Putera seorang atase militer RI yang lahir di Beijing, 4 November 1957, ini tertarik pada dunia kedokteran sejak masih kecil. Ketika tinggal di komplek tentara Cijantung, Jakarta Timur, persis di sebelah rumahnya tinggal seorang dokter tentara yang menjabat pimpinan rumah sakit. "Ketika itu, umur saya sekitar 2-3 tahun. Saya sering melihat, tetangga sebelah sudah pake seragam tentara masih memakai jas putih dinas dokter. Kelihatannya keren sekali," ungkap dr. Hananto Adriantoro SpJP, FICA (Fellow of International Colege of Angiology).

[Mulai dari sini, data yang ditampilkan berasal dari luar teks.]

use chrono::{DateTime, NaiveDate, Utc};
use rust_decimal::Decimal;
use serde::{Deserialize, Serialize};
use sqlx::types::Json;
use sqlx::{FromRow, Type};
use uuid::Uuid;

#[derive(Debug, Clone, Copy, PartialEq, Eq, Serialize, Deserialize, Type)]
#[sqlx(type_name = "user_role", rename_all = "lowercase")]
#[serde(rename_all = "lowercase")]
pub enum UserRole {
    Customer,
    Restaurant,
    Delivery,
    Admin,
}

impl From<UserRole> for auth_core::Role {
    fn from(role: UserRole) -> Self {
        match role {
            UserRole::Customer => auth_core::Role::Customer,
            UserRole::Restaurant => auth_core::Role::Restaurant,
            UserRole::Delivery => auth_core::Role::Delivery,
            UserRole::Admin => auth_core::Role::Admin,
        }
    }
}

#[derive(Debug, Clone, Serialize, Deserialize, FromRow)]
pub struct User {
    pub id: Uuid,
    pub email: String,
    pub full_name: Option<String>,
    pub role: UserRole,
    pub is_flagged: bool,
    pub created_at: DateTime<Utc>,
    pub updated_at: DateTime<Utc>,
}

/// Order lifecycle. `Delivered` and `Cancelled` are terminal.
#[derive(Debug, Clone, Copy, PartialEq, Eq, Hash, Serialize, Deserialize, Type)]
#[sqlx(type_name = "order_status", rename_all = "snake_case")]
#[serde(rename_all = "snake_case")]
pub enum OrderStatus {
    Pending,
    Accepted,
    Preparing,
    Ready,
    OutForDelivery,
    Delivered,
    Cancelled,
}

impl OrderStatus {
    pub fn is_terminal(&self) -> bool {
        matches!(self, OrderStatus::Delivered | OrderStatus::Cancelled)
    }

    /// Orders that still occupy the restaurant's kitchen.
    pub fn is_active_in_kitchen(&self) -> bool {
        matches!(
            self,
            OrderStatus::Pending
                | OrderStatus::Accepted
                | OrderStatus::Preparing
                | OrderStatus::Ready
        )
    }

    pub fn can_transition_to(&self, next: OrderStatus) -> bool {
        use OrderStatus::*;
        match (self, next) {
            (from, Cancelled) => !from.is_terminal(),
            (Pending, Accepted)
            | (Accepted, Preparing)
            | (Preparing, Ready)
            | (Ready, OutForDelivery)
            | (OutForDelivery, Delivered) => true,
            _ => false,
        }
    }
}

impl std::fmt::Display for OrderStatus {
    fn fmt(&self, f: &mut std::fmt::Formatter<'_>) -> std::fmt::Result {
        let s = match self {
            OrderStatus::Pending => "pending",
            OrderStatus::Accepted => "accepted",
            OrderStatus::Preparing => "preparing",
            OrderStatus::Ready => "ready",
            OrderStatus::OutForDelivery => "out_for_delivery",
            OrderStatus::Delivered => "delivered",
            OrderStatus::Cancelled => "cancelled",
        };
        f.write_str(s)
    }
}

#[derive(Debug, Clone, Copy, PartialEq, Eq, Hash, Serialize, Deserialize, Type)]
#[sqlx(type_name = "payment_status", rename_all = "lowercase")]
#[serde(rename_all = "lowercase")]
pub enum PaymentStatus {
    Pending,
    Paid,
    Succeeded,
    Refunded,
    Failed,
}

impl PaymentStatus {
    /// Money has been captured and not yet returned.
    pub fn is_captured(&self) -> bool {
        matches!(self, PaymentStatus::Paid | PaymentStatus::Succeeded)
    }

    /// Whether a processor-reported outcome may overwrite this status.
    /// Refunds are final and a captured payment is never downgraded.
    pub fn accepts_outcome(&self, outcome: PaymentStatus) -> bool {
        match self {
            PaymentStatus::Refunded => false,
            PaymentStatus::Paid | PaymentStatus::Succeeded => outcome.is_captured(),
            PaymentStatus::Pending | PaymentStatus::Failed => true,
        }
    }
}

impl std::fmt::Display for PaymentStatus {
    fn fmt(&self, f: &mut std::fmt::Formatter<'_>) -> std::fmt::Result {
        let s = match self {
            PaymentStatus::Pending => "pending",
            PaymentStatus::Paid => "paid",
            PaymentStatus::Succeeded => "succeeded",
            PaymentStatus::Refunded => "refunded",
            PaymentStatus::Failed => "failed",
        };
        f.write_str(s)
    }
}

#[derive(Debug, Clone, Serialize, Deserialize, FromRow)]
pub struct Order {
    pub id: Uuid,
    pub customer_id: Uuid,
    pub restaurant_id: Uuid,
    pub driver_id: Option<Uuid>,
    pub total: Decimal,
    pub delivery_fee: Decimal,
    pub discount_amount: Decimal,
    pub promo_code_id: Option<Uuid>,
    pub status: OrderStatus,
    pub payment_status: PaymentStatus,
    pub payment_intent_id: Option<String>,
    pub refund_id: Option<String>,
    pub refund_amount: Option<Decimal>,
    pub refunded_at: Option<DateTime<Utc>>,
    pub driver_paid_at: Option<DateTime<Utc>>,
    pub delivery_postal_code: Option<String>,
    pub created_at: DateTime<Utc>,
    pub updated_at: DateTime<Utc>,
}

/// Stored order fields needed to recompute the expected charge.
#[derive(Debug, Clone, FromRow)]
pub struct OrderChargeContext {
    pub order_id: Uuid,
    pub total: Decimal,
    pub discount_amount: Decimal,
    pub delivery_fee: Decimal,
    pub promo_code_id: Option<Uuid>,
    pub free_delivery: bool,
}

#[derive(Debug, Clone, Serialize, Deserialize, FromRow)]
pub struct OrderItem {
    pub id: Uuid,
    pub order_id: Uuid,
    pub menu_item_id: Option<Uuid>,
    pub formula_id: Option<Uuid>,
    pub quantity: i32,
    pub unit_price: Decimal,
    pub customizations: Option<Json<serde_json::Value>>,
}

#[derive(Debug, Clone, Serialize, Deserialize, FromRow)]
pub struct Restaurant {
    pub id: Uuid,
    pub owner_id: Option<Uuid>,
    pub name: String,
    pub is_active: bool,
    pub is_closed: bool,
    pub hours: Option<Json<serde_json::Value>>,
    pub min_order: Decimal,
    pub delivery_postal_codes: Vec<String>,
    pub created_at: DateTime<Utc>,
    pub updated_at: DateTime<Utc>,
}

#[derive(Debug, Clone, Serialize, Deserialize, FromRow)]
pub struct MenuItem {
    pub id: Uuid,
    pub restaurant_id: Uuid,
    pub name: String,
    pub price: Decimal,
    pub is_available: bool,
}

#[derive(Debug, Clone, Copy, PartialEq, Eq, Serialize, Deserialize, Type)]
#[sqlx(type_name = "promo_discount_type", rename_all = "snake_case")]
#[serde(rename_all = "snake_case")]
pub enum DiscountType {
    Percentage,
    Fixed,
    FreeDelivery,
    FreeItem,
}

impl std::fmt::Display for DiscountType {
    fn fmt(&self, f: &mut std::fmt::Formatter<'_>) -> std::fmt::Result {
        let s = match self {
            DiscountType::Percentage => "percentage",
            DiscountType::Fixed => "fixed",
            DiscountType::FreeDelivery => "free_delivery",
            DiscountType::FreeItem => "free_item",
        };
        f.write_str(s)
    }
}

#[derive(Debug, Clone, Serialize, Deserialize, FromRow)]
pub struct PromoCode {
    pub id: Uuid,
    pub code: String,
    pub description: Option<String>,
    pub discount_type: DiscountType,
    pub value: Decimal,
    pub max_discount_amount: Option<Decimal>,
    pub min_order_amount: Decimal,
    pub valid_from: DateTime<Utc>,
    pub valid_until: Option<DateTime<Utc>>,
    pub max_uses: Option<i32>,
    pub max_uses_per_user: Option<i32>,
    pub used_count: i32,
    pub first_order_only: bool,
    pub restaurant_id: Option<Uuid>,
    pub is_active: bool,
    pub created_at: DateTime<Utc>,
}

/// Row returned by the `validate_promo_code` SQL function.
#[derive(Debug, Clone, Serialize, Deserialize, FromRow)]
pub struct PromoValidation {
    pub valid: bool,
    pub discount_amount: Decimal,
    pub discount_type: Option<DiscountType>,
    pub message: String,
    pub promo_code_id: Option<Uuid>,
}

#[derive(Debug, Clone, Serialize, Deserialize, FromRow)]
pub struct WheelPrize {
    pub id: Uuid,
    pub user_id: Option<Uuid>,
    pub code: String,
    pub prize_type: String,
    pub promo_code_id: Option<Uuid>,
    pub description: Option<String>,
    pub valid_until: DateTime<Utc>,
    pub used_at: Option<DateTime<Utc>>,
    pub used_in_order_id: Option<Uuid>,
    pub created_at: DateTime<Utc>,
}

#[derive(Debug, Clone, Serialize, Deserialize, FromRow)]
pub struct PromoUsage {
    pub id: Uuid,
    pub promo_code_id: Option<Uuid>,
    pub wheel_prize_id: Option<Uuid>,
    pub user_id: Uuid,
    pub order_id: Uuid,
    pub discount_amount: Decimal,
    pub created_at: DateTime<Utc>,
}

/// Idempotency record binding a caller key to one processor intent.
#[derive(Debug, Clone, Serialize, Deserialize, FromRow)]
pub struct PaymentIntentRecord {
    pub id: Uuid,
    pub idempotency_key: String,
    pub order_id: Uuid,
    pub processor_intent_id: String,
    pub client_secret: String,
    pub amount_cents: i64,
    pub currency: String,
    pub created_at: DateTime<Utc>,
}

#[derive(Debug, Clone, Serialize, Deserialize, FromRow)]
pub struct PaymentLedgerEntry {
    pub id: Uuid,
    pub order_id: Uuid,
    pub processor_intent_id: Option<String>,
    pub processor_refund_id: Option<String>,
    pub kind: String,
    pub amount: Decimal,
    pub created_at: DateTime<Utc>,
}

#[derive(Debug, Clone, Serialize, Deserialize, FromRow)]
pub struct DeliveryTransfer {
    pub id: Uuid,
    pub driver_id: Uuid,
    pub amount: Decimal,
    pub transfer_date: NaiveDate,
    pub reference: Option<String>,
    pub notes: Option<String>,
    pub created_by: Uuid,
    pub created_at: DateTime<Utc>,
}

#[derive(Debug, Clone, Serialize, Deserialize, FromRow)]
pub struct Notification {
    pub id: Uuid,
    pub user_id: Option<Uuid>,
    pub restaurant_id: Option<Uuid>,
    pub kind: String,
    pub title: String,
    pub message: String,
    pub data: Json<serde_json::Value>,
    pub read: bool,
    pub created_at: DateTime<Utc>,
}

#[derive(Debug, Clone, Copy, PartialEq, Eq, Serialize, Deserialize, Type)]
#[sqlx(type_name = "complaint_status", rename_all = "lowercase")]
#[serde(rename_all = "lowercase")]
pub enum ComplaintStatus {
    Pending,
    Approved,
    Rejected,
    Resolved,
}

#[derive(Debug, Clone, Serialize, Deserialize, FromRow)]
pub struct Complaint {
    pub id: Uuid,
    pub order_id: Uuid,
    pub customer_id: Uuid,
    pub restaurant_id: Uuid,
    pub complaint_type: String,
    pub description: String,
    pub requested_refund: Decimal,
    pub status: ComplaintStatus,
    pub trust_score: i32,
    pub created_at: DateTime<Utc>,
    pub updated_at: DateTime<Utc>,
}

/// Past complaint counts used to score a new complaint.
#[derive(Debug, Clone, Copy, Default, FromRow)]
pub struct ComplaintRecord {
    pub total: i64,
    pub rejected: i64,
}

#[derive(Debug, Clone, Copy, PartialEq, Eq, Serialize, Deserialize, Type)]
#[sqlx(type_name = "outbox_kind", rename_all = "snake_case")]
#[serde(rename_all = "snake_case")]
pub enum OutboxKind {
    Notification,
    Email,
    PaymentLedger,
}

#[derive(Debug, Clone, Copy, PartialEq, Eq, Serialize, Deserialize, Type)]
#[sqlx(type_name = "outbox_status", rename_all = "lowercase")]
#[serde(rename_all = "lowercase")]
pub enum OutboxStatus {
    Pending,
    Done,
    Failed,
}

#[derive(Debug, Clone, Serialize, Deserialize, FromRow)]
pub struct OutboxTask {
    pub id: Uuid,
    pub kind: OutboxKind,
    pub payload: Json<serde_json::Value>,
    pub status: OutboxStatus,
    pub attempts: i32,
    pub next_attempt_at: DateTime<Utc>,
    pub last_error: Option<String>,
    pub created_at: DateTime<Utc>,
    pub updated_at: DateTime<Utc>,
}

/// Tables wiped by the administrative reset, in foreign-key order.
#[derive(Debug, Clone, Copy, PartialEq, Eq, Serialize)]
#[serde(rename_all = "snake_case")]
pub enum ResettableTable {
    OrderItems,
    ComplaintHistory,
    Complaints,
    PromoUsages,
    Payments,
    PaymentIntents,
    Orders,
    Notifications,
}

impl ResettableTable {
    pub const RESET_ORDER: [ResettableTable; 8] = [
        ResettableTable::OrderItems,
        ResettableTable::ComplaintHistory,
        ResettableTable::Complaints,
        ResettableTable::PromoUsages,
        ResettableTable::Payments,
        ResettableTable::PaymentIntents,
        ResettableTable::Orders,
        ResettableTable::Notifications,
    ];

    pub fn table_name(&self) -> &'static str {
        match self {
            ResettableTable::OrderItems => "order_items",
            ResettableTable::ComplaintHistory => "complaint_history",
            ResettableTable::Complaints => "complaints",
            ResettableTable::PromoUsages => "promo_usages",
            ResettableTable::Payments => "payments",
            ResettableTable::PaymentIntents => "payment_intents",
            ResettableTable::Orders => "orders",
            ResettableTable::Notifications => "notifications",
        }
    }
}
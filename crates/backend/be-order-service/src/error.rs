use axum::Json;
use axum::http::StatusCode;
use axum::response::{IntoResponse, Response};
use be_remote_db::DbError;
use serde_json::json;

#[derive(Debug, thiserror::Error)]
pub enum OrderError {
    #[error(transparent)]
    Authz(#[from] be_authz::AuthzError),

    #[error("Missing required field: {0}")]
    MissingField(&'static str),

    #[error("Invalid value for field: {0}")]
    InvalidField(&'static str),

    #[error("{0} not found")]
    NotFound(&'static str),

    #[error("Account suspended for abusive complaints")]
    AccountFlagged,

    #[error("Only delivered orders can receive a complaint")]
    OrderNotDelivered,

    #[error("Complaints open one hour after delivery")]
    ComplaintTooEarly,

    #[error("The 48 hour complaint window has closed")]
    ComplaintWindowExpired,

    #[error("A complaint already exists for this order")]
    DuplicateComplaint,

    #[error("Configuration error: {0}")]
    Config(String),

    #[error("Database error: {0}")]
    Database(#[from] DbError),
}

impl OrderError {
    pub fn status_code(&self) -> StatusCode {
        match self {
            OrderError::Authz(err) => err.status_code(),
            OrderError::MissingField(_)
            | OrderError::InvalidField(_)
            | OrderError::OrderNotDelivered
            | OrderError::ComplaintTooEarly
            | OrderError::ComplaintWindowExpired => StatusCode::BAD_REQUEST,
            OrderError::AccountFlagged => StatusCode::FORBIDDEN,
            OrderError::NotFound(_) => StatusCode::NOT_FOUND,
            OrderError::DuplicateComplaint
            | OrderError::Database(DbError::Duplicate { .. })
            | OrderError::Database(DbError::ForeignKeyViolation { .. }) => StatusCode::CONFLICT,
            OrderError::Database(err) if err.is_unavailable() => StatusCode::SERVICE_UNAVAILABLE,
            OrderError::Config(_) | OrderError::Database(_) => StatusCode::INTERNAL_SERVER_ERROR,
        }
    }

    pub fn code(&self) -> Option<&'static str> {
        match self {
            OrderError::AccountFlagged => Some("ACCOUNT_FLAGGED"),
            OrderError::OrderNotDelivered => Some("ORDER_NOT_DELIVERED"),
            OrderError::ComplaintTooEarly => Some("COMPLAINT_TOO_EARLY"),
            OrderError::ComplaintWindowExpired => Some("COMPLAINT_WINDOW_EXPIRED"),
            OrderError::DuplicateComplaint => Some("DUPLICATE_COMPLAINT"),
            OrderError::Database(DbError::ForeignKeyViolation { .. }) => {
                Some("FOREIGN_KEY_CONSTRAINT")
            }
            _ => None,
        }
    }
}

impl IntoResponse for OrderError {
    fn into_response(self) -> Response {
        if let OrderError::Authz(err) = self {
            return err.into_response();
        }

        let status = self.status_code();
        let message = if status.is_server_error() {
            tracing::error!(%status, error = %self, "Order service error");
            "Internal server error".to_string()
        } else {
            tracing::warn!(%status, error = %self, "Order request rejected");
            self.to_string()
        };

        let body = match self.code() {
            Some(code) => json!({ "error": message, "code": code }),
            None => json!({ "error": message }),
        };

        (status, Json(body)).into_response()
    }
}
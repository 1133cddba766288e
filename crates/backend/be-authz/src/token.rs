use axum::http::{HeaderMap, header};
use percent_encoding::percent_decode_str;

const ACCESS_TOKEN_COOKIE: &str = "sb-access-token";
const SESSION_COOKIE: &str = "supabase-auth-token";

/// Pulls the access token from `Authorization: Bearer`, then from the
/// session cookies. A header that is present but not a bearer credential
/// is ignored rather than rejected so cookie sessions keep working.
pub fn extract_token(headers: &HeaderMap) -> Option<String> {
    if let Some(token) = headers
        .get(header::AUTHORIZATION)
        .and_then(|v| v.to_str().ok())
        .and_then(|v| v.strip_prefix("Bearer "))
        .map(str::trim)
        .filter(|t| !t.is_empty())
    {
        return Some(token.to_string());
    }

    let cookies = headers
        .get_all(header::COOKIE)
        .iter()
        .filter_map(|v| v.to_str().ok())
        .flat_map(|v| v.split(';'))
        .filter_map(|pair| pair.trim().split_once('='))
        .collect::<Vec<_>>();

    let lookup = |name: &str| {
        cookies
            .iter()
            .find(|(key, _)| *key == name)
            .map(|(_, value)| decode_cookie_value(value))
            .filter(|v| !v.is_empty())
    };

    if let Some(token) = lookup(ACCESS_TOKEN_COOKIE) {
        return Some(token);
    }

    lookup(SESSION_COOKIE).and_then(|value| session_cookie_token(&value))
}

fn decode_cookie_value(raw: &str) -> String {
    percent_decode_str(raw)
        .decode_utf8()
        .map(|v| v.into_owned())
        .unwrap_or_else(|_| raw.to_string())
}

/// The session cookie holds either the raw token or a JSON array whose
/// first element is the access token.
fn session_cookie_token(value: &str) -> Option<String> {
    if value.starts_with('[') {
        return serde_json::from_str::<Vec<serde_json::Value>>(value)
            .ok()?
            .into_iter()
            .next()?
            .as_str()
            .map(str::to_string)
            .filter(|t| !t.is_empty());
    }
    Some(value.to_string())
}
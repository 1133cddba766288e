use std::sync::Arc;

use uuid::Uuid;

use crate::effects::SideEffect;
use crate::error::OutboxError;
use crate::store::OutboxStore;

#[derive(Clone)]
pub struct Outbox {
    store: Arc<dyn OutboxStore>,
}

impl Outbox {
    pub fn new(store: Arc<dyn OutboxStore>) -> Self {
        Self { store }
    }

    pub async fn enqueue(&self, effect: SideEffect) -> Result<Uuid, OutboxError> {
        let payload = effect.to_payload()?;
        let id = self.store.enqueue(effect.kind(), payload).await?;
        tracing::debug!(task_id = %id, kind = ?effect.kind(), "Side effect enqueued");
        Ok(id)
    }

    /// Enqueue failures never fail the primary operation.
    pub async fn enqueue_or_log(&self, effect: SideEffect) {
        let kind = effect.kind();
        if let Err(e) = self.enqueue(effect).await {
            tracing::warn!(?kind, error = %e, "Failed to enqueue side effect");
        }
    }

    pub async fn enqueue_all_or_log(&self, effects: impl IntoIterator<Item = SideEffect>) {
        for effect in effects {
            self.enqueue_or_log(effect).await;
        }
    }
}
use async_trait::async_trait;
use be_remote_db::{
    DatabaseManager, DbError, DbResult, DeliveryTransfer, Order, ResettableTable, User,
};
use chrono::{DateTime, NaiveDate, Utc};
use rust_decimal::Decimal;
use uuid::Uuid;

#[derive(Debug, Clone, PartialEq)]
pub struct NewTransfer {
    pub driver_id: Uuid,
    pub amount: Decimal,
    pub transfer_date: NaiveDate,
    pub reference: Option<String>,
    pub notes: Option<String>,
    pub created_by: Uuid,
}

#[async_trait]
pub trait AdminStore: Send + Sync {
    async fn find_order(&self, order_id: Uuid) -> DbResult<Option<Order>>;

    /// Moves the order to `cancelled` unless it is already terminal. Only the
    /// caller that gets the row back may refund.
    async fn cancel_if_active(&self, order_id: Uuid) -> DbResult<Option<Order>>;

    /// Returns `false` when the order was no longer in a captured state.
    async fn mark_refunded(
        &self,
        order_id: Uuid,
        refund_id: Option<&str>,
        amount: Decimal,
    ) -> DbResult<bool>;

    async fn pending_for_cancellation(&self, include_unpaid: bool) -> DbResult<Vec<Order>>;

    async fn refunded_uncancelled_since(&self, since: DateTime<Utc>) -> DbResult<Vec<Order>>;

    async fn find_user(&self, user_id: Uuid) -> DbResult<Option<User>>;

    async fn create_transfer(&self, transfer: NewTransfer) -> DbResult<DeliveryTransfer>;

    async fn unpaid_deliveries(&self, driver_id: Uuid) -> DbResult<Vec<Order>>;

    async fn mark_delivery_paid(&self, order_id: Uuid) -> DbResult<bool>;

    async fn count_rows(&self, table: ResettableTable) -> DbResult<i64>;

    async fn delete_rows(&self, table: ResettableTable) -> DbResult<u64>;
}

#[async_trait]
impl AdminStore for DatabaseManager {
    async fn find_order(&self, order_id: Uuid) -> DbResult<Option<Order>> {
        DatabaseManager::find_order(self, order_id).await
    }

    async fn cancel_if_active(&self, order_id: Uuid) -> DbResult<Option<Order>> {
        self.cancel_order_if_active(order_id).await
    }

    async fn mark_refunded(
        &self,
        order_id: Uuid,
        refund_id: Option<&str>,
        amount: Decimal,
    ) -> DbResult<bool> {
        self.mark_order_refunded()
            .order_id(order_id)
            .maybe_refund_id(refund_id)
            .refund_amount(amount)
            .call()
            .await
    }

    async fn pending_for_cancellation(&self, include_unpaid: bool) -> DbResult<Vec<Order>> {
        self.list_pending_orders_for_cancellation(include_unpaid)
            .await
    }

    async fn refunded_uncancelled_since(&self, since: DateTime<Utc>) -> DbResult<Vec<Order>> {
        self.list_refunded_uncancelled_since(since).await
    }

    async fn find_user(&self, user_id: Uuid) -> DbResult<Option<User>> {
        match self.get_user().id(user_id).call().await {
            Ok(user) => Ok(Some(user)),
            Err(DbError::NotFound { .. }) => Ok(None),
            Err(e) => Err(e),
        }
    }

    async fn create_transfer(&self, transfer: NewTransfer) -> DbResult<DeliveryTransfer> {
        self.create_delivery_transfer()
            .driver_id(transfer.driver_id)
            .amount(transfer.amount)
            .transfer_date(transfer.transfer_date)
            .maybe_reference(transfer.reference)
            .maybe_notes(transfer.notes)
            .created_by(transfer.created_by)
            .call()
            .await
    }

    async fn unpaid_deliveries(&self, driver_id: Uuid) -> DbResult<Vec<Order>> {
        self.list_unpaid_deliveries(driver_id).await
    }

    async fn mark_delivery_paid(&self, order_id: Uuid) -> DbResult<bool> {
        DatabaseManager::mark_delivery_paid(self, order_id).await
    }

    async fn count_rows(&self, table: ResettableTable) -> DbResult<i64> {
        DatabaseManager::count_rows(self, table).await
    }

    async fn delete_rows(&self, table: ResettableTable) -> DbResult<u64> {
        self.delete_all_rows(table).await
    }
}
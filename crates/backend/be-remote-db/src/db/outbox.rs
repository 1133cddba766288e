use bon::bon;
use chrono::{DateTime, Utc};
use uuid::Uuid;

use crate::{
    DatabaseManager,
    error::DbResult,
    types::{Notification, OutboxKind, OutboxTask},
};

macro_rules! outbox_columns {
    () => {
        "id, kind, payload, status, attempts, next_attempt_at, last_error, created_at, updated_at"
    };
}

#[bon]
impl DatabaseManager {
    #[builder]
    pub async fn enqueue_outbox_task(
        &self,
        kind: OutboxKind,
        payload: serde_json::Value,
    ) -> DbResult<OutboxTask> {
        let task = sqlx::query_as::<_, OutboxTask>(concat!(
            "INSERT INTO outbox_tasks (id, kind, payload, status, attempts, next_attempt_at, \
               created_at, updated_at) \
             VALUES ($1, $2, $3, 'pending', 0, now(), now(), now()) \
             RETURNING ",
            outbox_columns!()
        ))
        .bind(Uuid::now_v7())
        .bind(kind)
        .bind(sqlx::types::Json(payload))
        .fetch_one(&self.pool)
        .await?;

        Ok(task)
    }

    /// Claims due tasks and leases them for `lease_secs`. The attempt counter
    /// is bumped at claim time, so a worker that dies mid-dispatch still
    /// consumes an attempt.
    #[builder]
    pub async fn claim_due_outbox_tasks(
        &self,
        limit: i64,
        lease_secs: f64,
    ) -> DbResult<Vec<OutboxTask>> {
        let tasks = sqlx::query_as::<_, OutboxTask>(concat!(
            "UPDATE outbox_tasks \
             SET attempts = attempts + 1, \
                 next_attempt_at = now() + make_interval(secs => $2), \
                 updated_at = now() \
             WHERE id IN ( \
               SELECT id FROM outbox_tasks \
               WHERE status = 'pending' AND next_attempt_at <= now() \
               ORDER BY next_attempt_at ASC \
               LIMIT $1 \
               FOR UPDATE SKIP LOCKED) \
             RETURNING ",
            outbox_columns!()
        ))
        .bind(limit)
        .bind(lease_secs)
        .fetch_all(&self.pool)
        .await?;

        Ok(tasks)
    }

    pub async fn complete_outbox_task(&self, task_id: Uuid) -> DbResult<()> {
        sqlx::query(
            r#"
            UPDATE outbox_tasks
            SET status = 'done', last_error = NULL, updated_at = now()
            WHERE id = $1
            "#,
        )
        .bind(task_id)
        .execute(&self.pool)
        .await?;

        Ok(())
    }

    /// Records a failed attempt. `retry_at = None` gives up on the task.
    #[builder]
    pub async fn record_outbox_failure(
        &self,
        task_id: Uuid,
        error: &str,
        retry_at: Option<DateTime<Utc>>,
    ) -> DbResult<()> {
        sqlx::query(
            r#"
            UPDATE outbox_tasks
            SET status = CASE WHEN $3::timestamptz IS NULL THEN 'failed'::outbox_status ELSE 'pending'::outbox_status END,
                next_attempt_at = COALESCE($3, next_attempt_at),
                last_error = $2,
                updated_at = now()
            WHERE id = $1
            "#,
        )
        .bind(task_id)
        .bind(error)
        .bind(retry_at)
        .execute(&self.pool)
        .await?;

        Ok(())
    }

    #[builder]
    pub async fn create_notification(
        &self,
        user_id: Option<Uuid>,
        restaurant_id: Option<Uuid>,
        kind: &str,
        title: &str,
        message: &str,
        data: serde_json::Value,
    ) -> DbResult<Notification> {
        let notification = sqlx::query_as::<_, Notification>(
            r#"
            INSERT INTO notifications (id, user_id, restaurant_id, kind, title, message, data, read, created_at)
            VALUES ($1, $2, $3, $4, $5, $6, $7, false, now())
            RETURNING id, user_id, restaurant_id, kind, title, message, data, read, created_at
            "#,
        )
        .bind(Uuid::now_v7())
        .bind(user_id)
        .bind(restaurant_id)
        .bind(kind)
        .bind(title)
        .bind(message)
        .bind(sqlx::types::Json(data))
        .fetch_one(&self.pool)
        .await?;

        Ok(notification)
    }
}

Ia sempat menjadi mahasiswa Institut Teknologi Surabaya, mengambil jurusan Teknik Elektronika (1977). Tahun berikutnya, ia memutuskan untuk menjadi mahasiswa kedokteran di FKUI. Ternyata, untuk menjadi dokter tidaklah mudah. Perjuangannya sangat berat. Ia belajar dan harus terus belajar, untuk bisa meraih cita-citanya. Ia sempat menjadi guru les privat untuk anak SMA, untuk bisa membeli buku dan mencukupi biaya kuliah. "Orang mungkin hanya melihat setelah saya berhasil sekarang ini, sebagai dokter, menjadi pembicara, menulis. Jarang yang tahu, bagaimana perjuangan saya dulu," papar dokter yang tugas di RS. Harapan Kita, Jakarta.
Dokter bertubuh tinggi besar ini adalah atlet tolak peluru. Pada PON IX 1977, ia meraih mendali perak. Ia juga atlet angkat besi junior kelas 82,5 kg. Olahraga baginya merupakan hal yang penting, yang selalu ia tanamkan dalam kehidupan keluarga. Ayah dua anak laki-laki (Cahyo Baskoro dan Aji Nugroho) dan istri drg. Yulidar Nur Adinda, Mkes ini tak ingin anaknya nanti berbadan besar. Dia mewajibkan anaknya untuk olahraga terutama lari dan berenang.
”Dalam menangani pasien diperlukan kejujuran, komunikasi yang baik, rasa hormat dan berbagai macam komponen soft skill lain,” katanya.